What the exercise asks:
Filter these records by the string "impl", copying each line that holds it.

(Material for this exercise)

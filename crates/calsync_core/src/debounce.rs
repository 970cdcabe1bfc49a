//! De-duplication of identical in-flight requests.

use crate::error::CoreError;
use futures::future::{BoxFuture, FutureExt, Shared};
use parking_lot::Mutex;
use std::any::Any;
use std::collections::HashMap;
use std::future::Future;
use std::sync::atomic::{AtomicU64, Ordering};
use std::sync::Arc;
use std::time::Duration;
use tokio::sync::oneshot;
use tracing::debug;

type SharedResult<T, E> = Shared<BoxFuture<'static, Result<T, E>>>;

struct Slot {
    generation: u64,
    future: Box<dyn Any + Send + Sync>,
}

/// Collapses concurrent calls with the same key into one execution.
///
/// The first caller for a key starts the operation; every caller that
/// arrives while it is in flight, or within `ttl` after it settles, awaits
/// the same shared result instead of re-issuing it. The entry evicts itself
/// `ttl` after the operation settles.
///
/// The operation is driven by a background task, so it runs to completion
/// even if every caller stops waiting. If it panics, every waiter receives
/// [`CoreError::DebounceAbandoned`].
#[derive(Default)]
pub struct DebounceCache {
    entries: Arc<Mutex<HashMap<String, Slot>>>,
    next_generation: AtomicU64,
}

impl DebounceCache {
    /// Creates an empty cache.
    pub fn new() -> Self {
        Self::default()
    }

    /// Returns the number of cached entries (in flight or settling).
    pub fn len(&self) -> usize {
        self.entries.lock().len()
    }

    /// Returns true if no entries are cached.
    pub fn is_empty(&self) -> bool {
        self.len() == 0
    }

    /// Runs `operation` under `key`, or joins the run already cached there.
    ///
    /// Every joined caller receives a clone of the same result. A key that
    /// is cached with a different result type yields
    /// [`CoreError::DebounceTypeMismatch`].
    pub async fn run<F, Fut, T, E>(&self, key: &str, ttl: Duration, operation: F) -> Result<T, E>
    where
        F: FnOnce() -> Fut,
        Fut: Future<Output = Result<T, E>> + Send + 'static,
        T: Clone + Send + Sync + 'static,
        E: Clone + Send + Sync + From<CoreError> + 'static,
    {
        let (shared, started) = {
            let mut entries = self.entries.lock();
            match entries.get(key) {
                Some(slot) => match slot.future.downcast_ref::<SharedResult<T, E>>() {
                    Some(shared) => {
                        debug!(key, "joining in-flight request");
                        (shared.clone(), None)
                    }
                    None => {
                        return Err(CoreError::DebounceTypeMismatch {
                            key: key.to_owned(),
                        }
                        .into())
                    }
                },
                None => {
                    // Reserve the key with a future fed by a channel, so the
                    // operation is built without holding the entries lock.
                    let generation = self.next_generation.fetch_add(1, Ordering::Relaxed);
                    let (tx, rx) = oneshot::channel::<Result<T, E>>();
                    let abandoned_key = key.to_owned();
                    let shared: SharedResult<T, E> = async move {
                        match rx.await {
                            Ok(result) => result,
                            Err(_) => Err(CoreError::DebounceAbandoned {
                                key: abandoned_key,
                            }
                            .into()),
                        }
                    }
                    .boxed()
                    .shared();
                    entries.insert(
                        key.to_owned(),
                        Slot {
                            generation,
                            future: Box::new(shared.clone()),
                        },
                    );
                    (shared, Some((tx, generation)))
                }
            }
        };

        if let Some((tx, generation)) = started {
            debug!(key, "starting debounced request");
            self.schedule_eviction(key.to_owned(), generation, ttl, shared.clone());
            let pending = operation();
            tokio::spawn(async move {
                let _ = tx.send(pending.await);
            });
        }
        shared.await
    }

    fn schedule_eviction<T, E>(
        &self,
        key: String,
        generation: u64,
        ttl: Duration,
        settled: SharedResult<T, E>,
    ) where
        T: Clone + Send + Sync + 'static,
        E: Clone + Send + Sync + 'static,
    {
        let entries = Arc::clone(&self.entries);
        tokio::spawn(async move {
            let _ = settled.await;
            tokio::time::sleep(ttl).await;
            let mut entries = entries.lock();
            if entries.get(&key).is_some_and(|slot| slot.generation == generation) {
                entries.remove(&key);
                debug!(key = %key, "debounced request evicted");
            }
        });
    }
}

impl std::fmt::Debug for DebounceCache {
    fn fmt(&self, f: &mut std::fmt::Formatter<'_>) -> std::fmt::Result {
        f.debug_struct("DebounceCache")
            .field("entries", &self.len())
            .finish()
    }
}

#[cfg(test)]
mod tests {
    use super::*;
    use std::sync::atomic::AtomicUsize;

    const TTL: Duration = Duration::from_millis(100);

    #[tokio::test(start_paused = true)]
    async fn concurrent_callers_share_one_execution() {
        let cache = DebounceCache::new();
        let runs = Arc::new(AtomicUsize::new(0));

        let callers = (0..10).map(|_| {
            let runs = Arc::clone(&runs);
            cache.run("free-busy:alice", TTL, move || async move {
                let run = runs.fetch_add(1, Ordering::SeqCst);
                tokio::time::sleep(Duration::from_millis(20)).await;
                Ok::<_, CoreError>(format!("result-{run}"))
            })
        });
        let results = futures::future::join_all(callers).await;

        assert_eq!(runs.load(Ordering::SeqCst), 1);
        for result in &results {
            assert_eq!(result.as_deref(), Ok("result-0"));
        }
    }

    #[tokio::test(start_paused = true)]
    async fn failures_are_shared_too() {
        let cache = DebounceCache::new();
        let runs = Arc::new(AtomicUsize::new(0));

        let call = || {
            let runs = Arc::clone(&runs);
            cache.run("k", TTL, move || async move {
                runs.fetch_add(1, Ordering::SeqCst);
                tokio::time::sleep(Duration::from_millis(5)).await;
                Err::<u32, _>(CoreError::DebounceTypeMismatch { key: "inner".into() })
            })
        };
        let (a, b) = tokio::join!(call(), call());

        assert_eq!(runs.load(Ordering::SeqCst), 1);
        assert!(a.is_err());
        assert_eq!(a, b);
    }

    #[tokio::test(start_paused = true)]
    async fn entry_evicts_after_ttl() {
        let cache = DebounceCache::new();
        let runs = Arc::new(AtomicUsize::new(0));

        let call = |runs: Arc<AtomicUsize>| {
            cache.run("k", TTL, move || async move {
                Ok::<_, CoreError>(runs.fetch_add(1, Ordering::SeqCst))
            })
        };

        assert_eq!(call(Arc::clone(&runs)).await, Ok(0));
        // Within the window the settled result is reused.
        tokio::time::sleep(TTL / 2).await;
        assert_eq!(call(Arc::clone(&runs)).await, Ok(0));
        assert_eq!(cache.len(), 1);

        tokio::time::sleep(TTL).await;
        assert!(cache.is_empty());
        assert_eq!(call(Arc::clone(&runs)).await, Ok(1));
    }

    #[tokio::test(start_paused = true)]
    async fn different_keys_run_independently() {
        let cache = DebounceCache::new();
        let a = cache.run("a", TTL, || async { Ok::<_, CoreError>(1) });
        let b = cache.run("b", TTL, || async { Ok::<_, CoreError>(2) });
        assert_eq!(tokio::join!(a, b), (Ok(1), Ok(2)));
    }

    #[tokio::test(start_paused = true)]
    async fn operation_may_inspect_the_cache() {
        let cache = DebounceCache::new();
        let seen = cache
            .run("k", TTL, || {
                let entries = cache.len();
                async move { Ok::<_, CoreError>(entries) }
            })
            .await;
        assert_eq!(seen, Ok(1));
    }

    #[tokio::test(start_paused = true)]
    async fn panicking_operation_is_reported_to_waiters() {
        let cache = DebounceCache::new();
        let result = cache
            .run("k", TTL, || async {
                let crashed = true;
                assert!(!crashed, "operation crashed");
                Ok::<u32, CoreError>(0)
            })
            .await;
        assert_eq!(result, Err(CoreError::DebounceAbandoned { key: "k".into() }));
    }

    #[tokio::test(start_paused = true)]
    async fn type_mismatch_is_reported() {
        let cache = DebounceCache::new();
        assert_eq!(
            cache
                .run("k", TTL, || async { Ok::<u32, CoreError>(7) })
                .await,
            Ok(7)
        );

        let other: Result<String, CoreError> = cache
            .run("k", TTL, || async { Ok("text".to_string()) })
            .await;
        assert_eq!(
            other,
            Err(CoreError::DebounceTypeMismatch { key: "k".into() })
        );
    }
}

(End Material for this exercise)

Task output:
impl DebounceCache {
impl std::fmt::Debug for DebounceCache {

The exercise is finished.